[Dataset entries]
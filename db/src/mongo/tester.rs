use std::thread;

use mongodb::{Client, Database};
use tokio::runtime::Runtime;

use abi::config::MongoDbConfig;

/// the configured server with a uuid-named database, dropped afterwards
pub struct MongoDbTester {
    config: MongoDbConfig,
}

impl MongoDbTester {
    pub fn new(config: &MongoDbConfig) -> Self {
        let mut config = config.clone();
        config.database = format!("test_{}", uuid::Uuid::new_v4().simple());
        Self { config }
    }

    pub async fn database(&self) -> Database {
        Client::with_uri_str(self.config.server_url())
            .await
            .unwrap()
            .database(&self.config.database)
    }
}

impl Drop for MongoDbTester {
    fn drop(&mut self) {
        let server_url = self.config.server_url();
        let dbname = self.config.database.clone();
        // the test runtime may be shutting down, drop on a fresh one
        thread::spawn(move || {
            Runtime::new().unwrap().block_on(async move {
                let client = Client::with_uri_str(server_url).await.unwrap();
                if let Err(e) = client.database(&dbname).drop(None).await {
                    println!("drop database error: {}", e);
                }
            });
        })
        .join()
        .unwrap();
    }
}
use std::fmt::{Display, Formatter};

use serde::{Deserialize, Serialize};

/// lifecycle of a friend request: created pending, ends rejected or accepted
#[derive(Debug, Default, Clone, Copy, PartialEq, Eq, Hash, Deserialize, Serialize)]
#[serde(rename_all = "SCREAMING_SNAKE_CASE")]
pub enum FriendStatus {
    #[default]
    Pending,
    Accepted,
    Rejected,
}

impl FriendStatus {
    /// the value stored in the `status` field
    pub fn as_str(&self) -> &'static str {
        match self {
            FriendStatus::Pending => "PENDING",
            FriendStatus::Accepted => "ACCEPTED",
            FriendStatus::Rejected => "REJECTED",
        }
    }
}

impl Display for FriendStatus {
    fn fmt(&self, f: &mut Formatter<'_>) -> std::fmt::Result {
        f.write_str(self.as_str())
    }
}

#[cfg(test)]
mod tests {
    use super::*;

    #[test]
    fn stored_value_matches_serde_name() {
        for status in [
            FriendStatus::Pending,
            FriendStatus::Accepted,
            FriendStatus::Rejected,
        ] {
            let bson = bson::to_bson(&status).unwrap();
            assert_eq!(bson.as_str(), Some(status.as_str()));
        }
    }
}
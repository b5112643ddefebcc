use std::sync::Arc;

use tracing::debug;

use abi::errors::{Error, Result};
use abi::model::{Message, Record};
use abi::utils;
use db::{find, insert, query, DocumentStore};

/// direct messages and their read state
#[derive(Debug, Clone)]
pub struct ConversationManager {
    store: Arc<dyn DocumentStore>,
}

impl ConversationManager {
    pub fn new(store: Arc<dyn DocumentStore>) -> Self {
        Self { store }
    }

    /// persist a new message. The server owns id, timestamp and read state:
    /// client values for them are discarded, so a resend can never overwrite
    /// a stored message or reset its read flag.
    pub async fn send_message(&self, mut message: Message) -> Result<Message> {
        message.id = None;
        message.timestamp = utils::now_millis();
        message.is_read = false;

        let message = insert(self.store.as_ref(), &message).await?;
        debug!(
            "message {:?} from {} to {}",
            message.id, message.sender_id, message.receiver_id
        );
        Ok(message)
    }

    /// idempotent, a read message stays read
    pub async fn mark_as_read(&self, message_id: &str) -> Result<()> {
        let mut message: Message = find(self.store.as_ref(), message_id)
            .await?
            .ok_or_else(|| {
                Error::not_found_with_details(format!("{} {}", Message::COLLECTION, message_id))
            })?;
        if message.is_read {
            return Ok(());
        }
        message.is_read = true;
        insert(self.store.as_ref(), &message).await?;
        Ok(())
    }

    /// messages sent by `sender_id` to `receiver_id` only, replies are not included
    pub async fn messages_between(
        &self,
        sender_id: &str,
        receiver_id: &str,
    ) -> Result<Vec<Message>> {
        query(
            self.store.as_ref(),
            &[
                ("sender_id", sender_id.into()),
                ("receiver_id", receiver_id.into()),
            ],
        )
        .await
    }

    /// the whole thread between two users, both directions, oldest first
    pub async fn conversation(&self, a: &str, b: &str) -> Result<Vec<Message>> {
        let mut thread = self.messages_between(a, b).await?;
        if a != b {
            thread.extend(self.messages_between(b, a).await?);
        }
        thread.sort_by(|x, y| x.timestamp.cmp(&y.timestamp).then_with(|| x.id.cmp(&y.id)));
        Ok(thread)
    }

    pub async fn unread_for(&self, receiver_id: &str) -> Result<Vec<Message>> {
        query(
            self.store.as_ref(),
            &[
                ("receiver_id", receiver_id.into()),
                ("is_read", false.into()),
            ],
        )
        .await
    }
}

#[cfg(test)]
mod tests {
    use abi::errors::ErrorKind;
    use db::MemoryStore;

    use super::*;

    fn manager() -> ConversationManager {
        ConversationManager::new(Arc::new(MemoryStore::new()))
    }

    #[tokio::test]
    async fn send_stamps_server_time_and_unread() {
        let manager = manager();
        let before = utils::now_millis();
        let mut message = Message::new("u1", "u2", "hey");
        message.timestamp = 42;
        message.is_read = true;

        let saved = manager.send_message(message).await.unwrap();
        assert!(saved.id.is_some());
        assert!(saved.timestamp >= before);
        assert!(!saved.is_read);
        assert_eq!(saved.content, "hey");
    }

    #[tokio::test]
    async fn client_id_cannot_overwrite_a_read_message() {
        let manager = manager();
        let first = manager
            .send_message(Message::new("u1", "u2", "hey"))
            .await
            .unwrap();
        let id = first.id.clone().unwrap();
        manager.mark_as_read(&id).await.unwrap();

        let mut replay = first;
        replay.content = "changed".to_string();
        let second = manager.send_message(replay).await.unwrap();
        assert_ne!(second.id.as_deref(), Some(id.as_str()));

        let unread = manager.unread_for("u2").await.unwrap();
        assert_eq!(unread.len(), 1);
        assert_eq!(unread[0].content, "changed");
    }

    #[tokio::test]
    async fn mark_as_read_is_idempotent() {
        let manager = manager();
        let id = manager
            .send_message(Message::new("u1", "u2", "hey"))
            .await
            .unwrap()
            .id
            .unwrap();
        assert_eq!(manager.unread_for("u2").await.unwrap().len(), 1);

        manager.mark_as_read(&id).await.unwrap();
        manager.mark_as_read(&id).await.unwrap();
        assert!(manager.unread_for("u2").await.unwrap().is_empty());

        let stored = manager.messages_between("u1", "u2").await.unwrap();
        assert!(stored[0].is_read);
    }

    #[tokio::test]
    async fn mark_unknown_message_is_not_found() {
        let err = manager().mark_as_read("missing").await.unwrap_err();
        assert_eq!(err.kind(), ErrorKind::NotFound);
    }

    #[tokio::test]
    async fn messages_between_is_directional() {
        let manager = manager();
        manager
            .send_message(Message::new("u1", "u2", "ping"))
            .await
            .unwrap();

        assert_eq!(manager.messages_between("u1", "u2").await.unwrap().len(), 1);
        assert!(manager.messages_between("u2", "u1").await.unwrap().is_empty());
    }

    #[tokio::test]
    async fn conversation_merges_both_directions_in_time_order() {
        let manager = manager();
        for (from, to, text) in [("u1", "u2", "a"), ("u2", "u1", "b"), ("u1", "u2", "c")] {
            manager
                .send_message(Message::new(from, to, text))
                .await
                .unwrap();
            tokio::time::sleep(std::time::Duration::from_millis(2)).await;
        }
        manager
            .send_message(Message::new("u1", "u3", "elsewhere"))
            .await
            .unwrap();

        let thread = manager.conversation("u2", "u1").await.unwrap();
        let texts: Vec<_> = thread.iter().map(|m| m.content.as_str()).collect();
        assert_eq!(texts, ["a", "b", "c"]);
        assert!(thread.windows(2).all(|w| w[0].timestamp <= w[1].timestamp));
    }

    #[tokio::test]
    async fn unread_only_lists_receiver_messages() {
        let manager = manager();
        manager
            .send_message(Message::new("u1", "u2", "to u2"))
            .await
            .unwrap();
        manager
            .send_message(Message::new("u2", "u1", "to u1"))
            .await
            .unwrap();

        let unread = manager.unread_for("u2").await.unwrap();
        assert_eq!(unread.len(), 1);
        assert_eq!(unread[0].receiver_id, "u2");
        assert!(unread.iter().all(|m| !m.is_read));
    }
}
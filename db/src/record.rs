//! typed access on top of the raw document store

use abi::errors::Result;
use abi::model::Record;

use crate::store::{DocumentStore, Filter};

pub async fn find<T: Record>(store: &dyn DocumentStore, id: &str) -> Result<Option<T>> {
    match store.load(T::COLLECTION, id).await? {
        None => Ok(None),
        Some(doc) => Ok(Some(T::from_doc(doc)?)),
    }
}

/// save the record and return it as stored, with its id filled in
pub async fn insert<T: Record>(store: &dyn DocumentStore, record: &T) -> Result<T> {
    let doc = store.save(T::COLLECTION, record.to_doc()?).await?;
    T::from_doc(doc)
}

pub async fn query<T: Record>(store: &dyn DocumentStore, filter: Filter<'_>) -> Result<Vec<T>> {
    store
        .query_by_field(T::COLLECTION, filter)
        .await?
        .into_iter()
        .map(T::from_doc)
        .collect()
}
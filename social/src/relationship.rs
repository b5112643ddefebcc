use std::collections::BTreeSet;
use std::sync::Arc;

use tracing::{debug, error, info, warn};

use abi::config::ConsistencyConfig;
use abi::errors::{Error, Result};
use abi::model::{FriendRequest, FriendStatus, Record, User};
use abi::utils;
use db::{find, insert, query, update_with_retry, DocumentStore};

/// friend-request lifecycle and the symmetric friend lists it produces
#[derive(Debug, Clone)]
pub struct RelationshipManager {
    store: Arc<dyn DocumentStore>,
    consistency: ConsistencyConfig,
}

impl RelationshipManager {
    pub fn new(store: Arc<dyn DocumentStore>, consistency: ConsistencyConfig) -> Self {
        Self { store, consistency }
    }

    /// create a pending request from `sender_id` to `receiver_id`.
    ///
    /// Several pending requests between the same pair are allowed unless
    /// `reject_duplicate_requests` is configured.
    pub async fn send_friend_request(
        &self,
        sender_id: &str,
        receiver_id: &str,
    ) -> Result<FriendRequest> {
        if sender_id == receiver_id {
            return Err(Error::invalid_operation(format!(
                "user {} cannot send a friend request to themselves",
                sender_id
            )));
        }

        if self.consistency.reject_duplicate_requests {
            let pending: Vec<FriendRequest> = query(
                self.store.as_ref(),
                &[
                    ("sender_id", sender_id.into()),
                    ("receiver_id", receiver_id.into()),
                    ("status", FriendStatus::Pending.as_str().into()),
                ],
            )
            .await?;
            if !pending.is_empty() {
                return Err(Error::duplicate_request(format!(
                    "{} already has a pending request to {}",
                    sender_id, receiver_id
                )));
            }
        }

        let request = FriendRequest::pending(sender_id, receiver_id, utils::now_millis());
        let request = insert(self.store.as_ref(), &request).await?;
        debug!("friend request {:?} sent", request.id);
        Ok(request)
    }

    /// mark the request rejected whatever its current status
    pub async fn reject_friend_request(&self, request_id: &str) -> Result<()> {
        let mut request = self.request(request_id).await?;
        if request.status != FriendStatus::Pending {
            debug!(
                "rejecting friend request {} that is already {}",
                request_id, request.status
            );
        }
        request.status = FriendStatus::Rejected;
        insert(self.store.as_ref(), &request).await?;
        Ok(())
    }

    /// link two users as friends: each id is added to the other's list.
    ///
    /// Repeating the call changes nothing. The request record, if any, is not
    /// touched; see [`Self::accept_request`]. The two user writes are separate,
    /// a failure of the second is returned as is and leaves `friend_id`
    /// without the back-edge until [`Self::reconcile`] runs.
    pub async fn accept_friend_request(&self, user_id: &str, friend_id: &str) -> Result<()> {
        if user_id == friend_id {
            return Err(Error::invalid_operation(format!(
                "user {} cannot befriend themselves",
                user_id
            )));
        }

        // both must resolve before anything is written
        self.user(user_id).await?;
        self.user(friend_id).await?;

        self.link(user_id, friend_id).await?;
        if let Err(e) = self.link(friend_id, user_id).await {
            error!(
                "friendship {} -> {} written but {} -> {} failed: {}",
                user_id, friend_id, friend_id, user_id, e
            );
            return Err(e);
        }
        debug!("{} and {} are friends", user_id, friend_id);
        Ok(())
    }

    /// accept a pending request by id: link sender and receiver, then record
    /// the request as accepted
    pub async fn accept_request(&self, request_id: &str) -> Result<FriendRequest> {
        let mut request = self.request(request_id).await?;
        if request.status != FriendStatus::Pending {
            return Err(Error::invalid_operation(format!(
                "friend request {} is {}, not pending",
                request_id, request.status
            )));
        }

        self.accept_friend_request(&request.receiver_id, &request.sender_id)
            .await?;

        request.status = FriendStatus::Accepted;
        insert(self.store.as_ref(), &request).await
    }

    pub async fn sent_by(&self, sender_id: &str) -> Result<Vec<FriendRequest>> {
        query(self.store.as_ref(), &[("sender_id", sender_id.into())]).await
    }

    pub async fn received_by(
        &self,
        receiver_id: &str,
        status: FriendStatus,
    ) -> Result<Vec<FriendRequest>> {
        query(
            self.store.as_ref(),
            &[
                ("receiver_id", receiver_id.into()),
                ("status", status.as_str().into()),
            ],
        )
        .await
    }

    /// every request addressed to the user, whatever its status
    pub async fn received_by_any(&self, receiver_id: &str) -> Result<Vec<FriendRequest>> {
        query(self.store.as_ref(), &[("receiver_id", receiver_id.into())]).await
    }

    pub async fn friends_of(&self, user_id: &str) -> Result<BTreeSet<String>> {
        Ok(self.user(user_id).await?.friends)
    }

    /// restore symmetry around one user, returns the number of edges added.
    ///
    /// Adds the missing back-edge for every friend the user lists and adopts
    /// every user that lists this one. Edges are never removed.
    pub async fn reconcile(&self, user_id: &str) -> Result<usize> {
        let user = self.user(user_id).await?;
        let mut repaired = self.repair_back_edges(&user).await?;

        let listing: Vec<User> = query(self.store.as_ref(), &[("friends", user_id.into())]).await?;
        for other in listing {
            let Some(other_id) = other.id.as_deref() else {
                continue;
            };
            if !user.is_friend(other_id) && other_id != user_id {
                self.link(user_id, other_id).await?;
                repaired += 1;
            }
        }

        if repaired > 0 {
            info!("reconciled {} edges around user {}", repaired, user_id);
        }
        Ok(repaired)
    }

    /// restore symmetry over the whole graph, returns the number of edges added
    pub async fn reconcile_all(&self) -> Result<usize> {
        let users: Vec<User> = query(self.store.as_ref(), &[]).await?;
        let mut repaired = 0;
        for user in &users {
            repaired += self.repair_back_edges(user).await?;
        }
        info!(
            "reconciled {} edges over {} users",
            repaired,
            users.len()
        );
        Ok(repaired)
    }

    /// for every friend `user` lists, make sure the friend lists `user` back
    async fn repair_back_edges(&self, user: &User) -> Result<usize> {
        let Some(user_id) = user.id.as_deref() else {
            return Ok(0);
        };
        let mut repaired = 0;
        for friend_id in &user.friends {
            match find::<User>(self.store.as_ref(), friend_id).await? {
                None => warn!("user {} lists unknown friend {}", user_id, friend_id),
                Some(friend) if friend.is_friend(user_id) => {}
                Some(_) => {
                    self.link(friend_id, user_id).await?;
                    repaired += 1;
                }
            }
        }
        Ok(repaired)
    }

    /// add `friend_id` to the friend list of `user_id`
    async fn link(&self, user_id: &str, friend_id: &str) -> Result<User> {
        let friend_id = friend_id.to_string();
        update_with_retry(
            self.store.as_ref(),
            user_id,
            self.consistency.max_retries,
            |user: &mut User| Ok(user.friends.insert(friend_id.clone())),
        )
        .await
    }

    async fn user(&self, user_id: &str) -> Result<User> {
        find(self.store.as_ref(), user_id)
            .await?
            .ok_or_else(|| Error::not_found_with_details(format!("user {}", user_id)))
    }

    async fn request(&self, request_id: &str) -> Result<FriendRequest> {
        find(self.store.as_ref(), request_id).await?.ok_or_else(|| {
            Error::not_found_with_details(format!("{} {}", FriendRequest::COLLECTION, request_id))
        })
    }
}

[Goal of the exercise]
Among the entries, how many lines include the string "listing"? Please reply with only the number.

[Written answer]
2